Though the Labour party was exerting considerable pressure by whipping up mass agitations, Governor Clifford remained inflexible. His main preoccupation, it seemed, was about how to get rid of an “agitator” and a “troublesome” party. Already tension was brewing but it soon reached boiling point, flaring up on sugar estates in 1937 and culminating in the shooting of workers at Flacq.
The Hooper Commission subsequently appointed to inquire into the disturbances tried to situate responsibility for the outbreak. It found nonetheless justifications in most of the claims made by the Labour party.
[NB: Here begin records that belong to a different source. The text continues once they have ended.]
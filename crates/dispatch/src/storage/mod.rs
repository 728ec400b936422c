//! Storage traits and implementations
//!
//! The queue store is the single source of truth for due/terminal status.
//! The trait-based design allows swapping between the in-memory store (tests)
//! and the SQLite store (production) without touching the dispatch core.

mod attachment;
mod memory;
mod sqlite;
mod traits;

pub use attachment::{AttachmentStore, FileAttachmentStore, InMemoryAttachmentStore};
pub use memory::InMemoryQueueStore;
pub use sqlite::SqliteQueueStore;
pub use traits::QueueStore;
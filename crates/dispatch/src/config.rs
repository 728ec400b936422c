//! Configuration for the dispatcher
//!
//! OAuth client credentials come from (in order of priority) the JSON file in
//! the Courier config directory (Google Cloud Console format) or environment
//! variables. Runtime settings live in `dispatcher.json` next to it.

use anyhow::{Context, Result};
use serde::{Deserialize, Serialize};
use std::path::PathBuf;

/// Credentials filename in the Courier config directory
const CREDENTIALS_FILE: &str = "google-credentials.json";

/// Dispatcher settings filename in the Courier config directory
const DISPATCHER_FILE: &str = "dispatcher.json";

/// Token file written by the grant flow and updated after each refresh
pub const TOKEN_FILE: &str = "gmail-tokens.json";

/// OAuth client credentials for the Gmail API
#[derive(Debug, Clone)]
pub struct GmailCredentials {
    pub client_id: String,
    pub client_secret: String,
}

/// Google Cloud Console credential file format (installed app)
#[derive(Deserialize)]
struct GoogleCredentialFile {
    installed: Option<InstalledCredentials>,
    web: Option<InstalledCredentials>,
}

#[derive(Deserialize)]
struct InstalledCredentials {
    client_id: String,
    client_secret: String,
}

impl GmailCredentials {
    /// Load credentials from the config file, falling back to environment
    /// variables
    pub fn load() -> Result<Self> {
        if config::config_exists(CREDENTIALS_FILE) {
            let creds: GoogleCredentialFile = config::load_json(CREDENTIALS_FILE)?;
            return Self::from_credential_file(creds);
        }
        Self::from_env()
    }

    /// Parse credentials from JSON (Google Cloud Console format)
    pub fn from_json(json: &str) -> Result<Self> {
        let creds: GoogleCredentialFile =
            serde_json::from_str(json).context("Failed to parse credentials JSON")?;
        Self::from_credential_file(creds)
    }

    fn from_credential_file(creds: GoogleCredentialFile) -> Result<Self> {
        // Support both "installed" (desktop) and "web" credential types
        let installed = creds
            .installed
            .or(creds.web)
            .context("Credentials file missing 'installed' or 'web' section")?;

        Ok(Self {
            client_id: installed.client_id,
            client_secret: installed.client_secret,
        })
    }

    /// Load credentials from environment variables
    pub fn from_env() -> Result<Self> {
        let client_id = std::env::var("GMAIL_CLIENT_ID")
            .context("GMAIL_CLIENT_ID environment variable not set")?;
        let client_secret = std::env::var("GMAIL_CLIENT_SECRET")
            .context("GMAIL_CLIENT_SECRET environment variable not set")?;

        Ok(Self {
            client_id,
            client_secret,
        })
    }
}

/// Runtime settings for the dispatch daemon
#[derive(Debug, Clone, Serialize, Deserialize)]
#[serde(default)]
pub struct DispatcherConfig {
    /// Seconds between ticks
    pub tick_interval_secs: u64,
    /// Bound on every outbound HTTP call (refresh and send)
    pub http_timeout_secs: u64,
    /// Queue database path; defaults to `queue.db` in the config directory
    pub queue_path: Option<PathBuf>,
    /// Attachment blob root; defaults to `attachments/` in the config
    /// directory
    pub attachment_root: Option<PathBuf>,
}

impl Default for DispatcherConfig {
    fn default() -> Self {
        Self {
            tick_interval_secs: 60,
            http_timeout_secs: 30,
            queue_path: None,
            attachment_root: None,
        }
    }
}

impl DispatcherConfig {
    /// Load `dispatcher.json` from the Courier config directory, or the
    /// defaults when the file is absent
    pub fn load() -> Result<Self> {
        if config::config_exists(DISPATCHER_FILE) {
            return config::load_json(DISPATCHER_FILE);
        }
        Ok(Self::default())
    }

    pub fn queue_path(&self) -> Result<PathBuf> {
        match &self.queue_path {
            Some(path) => Ok(path.clone()),
            None => config::config_path("queue.db").context("Could not determine config directory"),
        }
    }

    pub fn attachment_root(&self) -> Result<PathBuf> {
        match &self.attachment_root {
            Some(path) => Ok(path.clone()),
            None => {
                config::config_path("attachments").context("Could not determine config directory")
            }
        }
    }
}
Three of the main proposals of the nascent Labour party were immediately endorsed by the Colonial administration. By way of appeasement, Sir Bede Clifford set himself to task by taking concrete action on the basis of the Commission’s recommendations.
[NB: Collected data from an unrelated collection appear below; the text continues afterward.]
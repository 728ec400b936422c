//! Dispatch engine
//!
//! `batch` partitions due records into rate-limited groups, `tick` drives one
//! full dispatch cycle, and `scheduler` fires ticks on a fixed cadence with
//! graceful shutdown.

mod batch;
mod scheduler;
mod tick;

pub use batch::{partition_by_cap, select_due, RateGroup};
pub use scheduler::DispatchScheduler;
pub use tick::{Dispatcher, TickStats};
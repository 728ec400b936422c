//! Credential management
//!
//! Owns one OAuth access/refresh token pair and its expiry. The pair is
//! created by the interactive grant flow (outside this crate) and loaded from
//! the token file it wrote; from then on this module refreshes it on demand
//! under a single-writer mutex and persists each new pair.

use std::path::PathBuf;
use std::sync::Mutex;
use std::time::Duration;

use anyhow::{Context, Result};
use chrono::{DateTime, Utc};
use log::warn;
use serde::{Deserialize, Serialize};

use super::api::TokenResponse;
use crate::config::GmailCredentials;
use crate::error::CredentialError;

/// Seconds before nominal expiry at which a token is already treated as
/// expired, so a tick never starts sends with a token about to lapse.
const EXPIRY_SLACK_SECS: i64 = 300;

/// One OAuth access/refresh token pair
///
/// The on-disk form matches what the grant flow writes.
#[derive(Debug, Clone, Serialize, Deserialize)]
pub struct Credential {
    pub access_token: String,
    pub refresh_token: Option<String>,
    /// Unix seconds at which the access token expires
    pub expires_at: Option<i64>,
}

impl Credential {
    /// Whether the access token can still be used at `now` (with slack).
    /// A credential without a known expiry is treated as expired.
    fn is_valid_at(&self, now: DateTime<Utc>) -> bool {
        match self.expires_at {
            Some(expires_at) => expires_at > now.timestamp() + EXPIRY_SLACK_SECS,
            None => false,
        }
    }
}

/// Refresh exchange against the identity provider
pub trait TokenProvider: Send + Sync {
    fn refresh(&self, refresh_token: &str) -> Result<TokenResponse, CredentialError>;
}

/// Production token provider: Google's OAuth2 token endpoint
pub struct GoogleTokenProvider {
    client_id: String,
    client_secret: String,
    agent: ureq::Agent,
}

impl GoogleTokenProvider {
    const TOKEN_URL: &'static str = "https://oauth2.googleapis.com/token";

    pub fn new(credentials: &GmailCredentials, timeout: Duration) -> Self {
        let agent = ureq::Agent::config_builder()
            .timeout_global(Some(timeout))
            .build()
            .new_agent();
        Self {
            client_id: credentials.client_id.clone(),
            client_secret: credentials.client_secret.clone(),
            agent,
        }
    }
}

impl TokenProvider for GoogleTokenProvider {
    fn refresh(&self, refresh_token: &str) -> Result<TokenResponse, CredentialError> {
        let response = self
            .agent
            .post(Self::TOKEN_URL)
            .send_form([
                ("client_id", self.client_id.as_str()),
                ("client_secret", self.client_secret.as_str()),
                ("refresh_token", refresh_token),
                ("grant_type", "refresh_token"),
            ])
            .map_err(|e| match e {
                // 4xx means the grant itself was rejected; anything else is
                // a transient exchange failure the next tick can retry
                ureq::Error::StatusCode(code) if (400..500).contains(&code) => {
                    CredentialError::Revoked(format!("HTTP status {}", code))
                }
                other => CredentialError::Exchange(other.to_string()),
            })?;

        let mut token: TokenResponse = response
            .into_body()
            .read_json()
            .map_err(|e| CredentialError::Malformed(e.to_string()))?;

        // Preserve the refresh token if not returned
        if token.refresh_token.is_none() {
            token.refresh_token = Some(refresh_token.to_string());
        }

        Ok(token)
    }
}

/// Issues a valid access token, refreshing transparently on expiry
///
/// The credential state is exclusive to the dispatcher during a tick; the
/// mutex enforces the single-writer discipline for any other reader.
pub struct CredentialManager {
    provider: Box<dyn TokenProvider>,
    state: Mutex<Credential>,
    token_path: Option<PathBuf>,
}

impl CredentialManager {
    /// Manage an in-memory credential (no persistence)
    pub fn new(provider: Box<dyn TokenProvider>, credential: Credential) -> Self {
        Self {
            provider,
            state: Mutex::new(credential),
            token_path: None,
        }
    }

    /// Load the credential the grant flow persisted and write refreshed
    /// pairs back to the same file
    pub fn load(provider: Box<dyn TokenProvider>, token_path: PathBuf) -> Result<Self> {
        let credential: Credential = config::load_json_file(&token_path)
            .with_context(|| format!("Failed to load token file {}", token_path.display()))?;
        Ok(Self {
            provider,
            state: Mutex::new(credential),
            token_path: Some(token_path),
        })
    }

    /// Return a token valid at `now`, refreshing first if the cached one has
    /// expired. Exactly one refresh happens per expired-token call; a fresh
    /// token triggers none.
    pub fn get_valid_token(&self, now: DateTime<Utc>) -> Result<String, CredentialError> {
        let mut state = self.state.lock().unwrap();

        if state.is_valid_at(now) {
            return Ok(state.access_token.clone());
        }

        let refresh_token = state
            .refresh_token
            .clone()
            .ok_or(CredentialError::MissingRefreshToken)?;

        let token = self.provider.refresh(&refresh_token)?;

        *state = Credential {
            access_token: token.access_token,
            refresh_token: token.refresh_token,
            expires_at: token.expires_in.map(|d| now.timestamp() + d as i64),
        };

        if let Some(path) = &self.token_path {
            if let Err(e) = config::save_json_file(path, &*state) {
                warn!("failed to persist refreshed token: {:#}", e);
            }
        }

        Ok(state.access_token.clone())
    }
}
The first step was the setting up of a Labour Department which ensured compliance with labour and minimum wages legislations. It was involved in negotiations and handling grievances and disputes. It was also used as a propaganda outlet to promote government’s activities and to show how much government cared for the well-being of workers, a move intended to counter the “agitation curéene”.
Then followed another major breakthrough. Described at that time as an “epoch-making event”, the introduction in 1938 of the Industrial Association Ordinance, in other words, the lawful existence of trade unionism, authorised the setting up of trade union organizations and gave workers – the first time in Mauritian history – the lawful right to strike after negotiations with employers had failed.
The introduction of trade unionism in Mauritius was a “milestone in colonial labour law”. Because at that point, historians Croucher and McIlroy wrote, “few colonial governments and none in the African colonial dependencies had legislated on the subject”. Trade unionism in Mauritius is a legacy bequeathed to successive generations by the founding fathers of the Labour party.
The Labour Party and trade unionism looked very much like twins, hard to dissociate, if at all. Curé expressed that sentiment in his address at the inauguration of the Plantation Workers’ House in 1963. He said “l’histoire du syndicalisme à Maurice se confond à tel point avec l’histoire du Parti Travailliste qu’en évoquant celle là, il ne m’est pas possible de ne pas faire une brève incursion dans celle-ci”.
Another milestone in the social history of Mauritius was the introduction of the old-age pension. The proposal first announced in the Labour party’s manifesto met with the approval of Governor Bede Clifford. The proposed pension scheme was to be opened to “all sections of the population”. A committee chaired by the Governor himself and in which sat the Procureur-Général, Charles Hooper and the Director of Labour, Edward Twining made recommendations in 1941 to the Colonial office where Major Orde-Browne, the Labour Adviser to the Secretary of state for colonies, Arthur Creech-Jones, pulled all his weight in bringing the project to a satisfactory conclusion. From the late 1940s, payment of old-age pension became a reality. Encrusted deep in the social security system of Mauritius since many decades, old-age pension had today become a decisive factor in general elections.
That was the Labour party of 1936. It forced basic welfare reforms through mass mobilisation and set the foundation of the welfare state in Mauritius.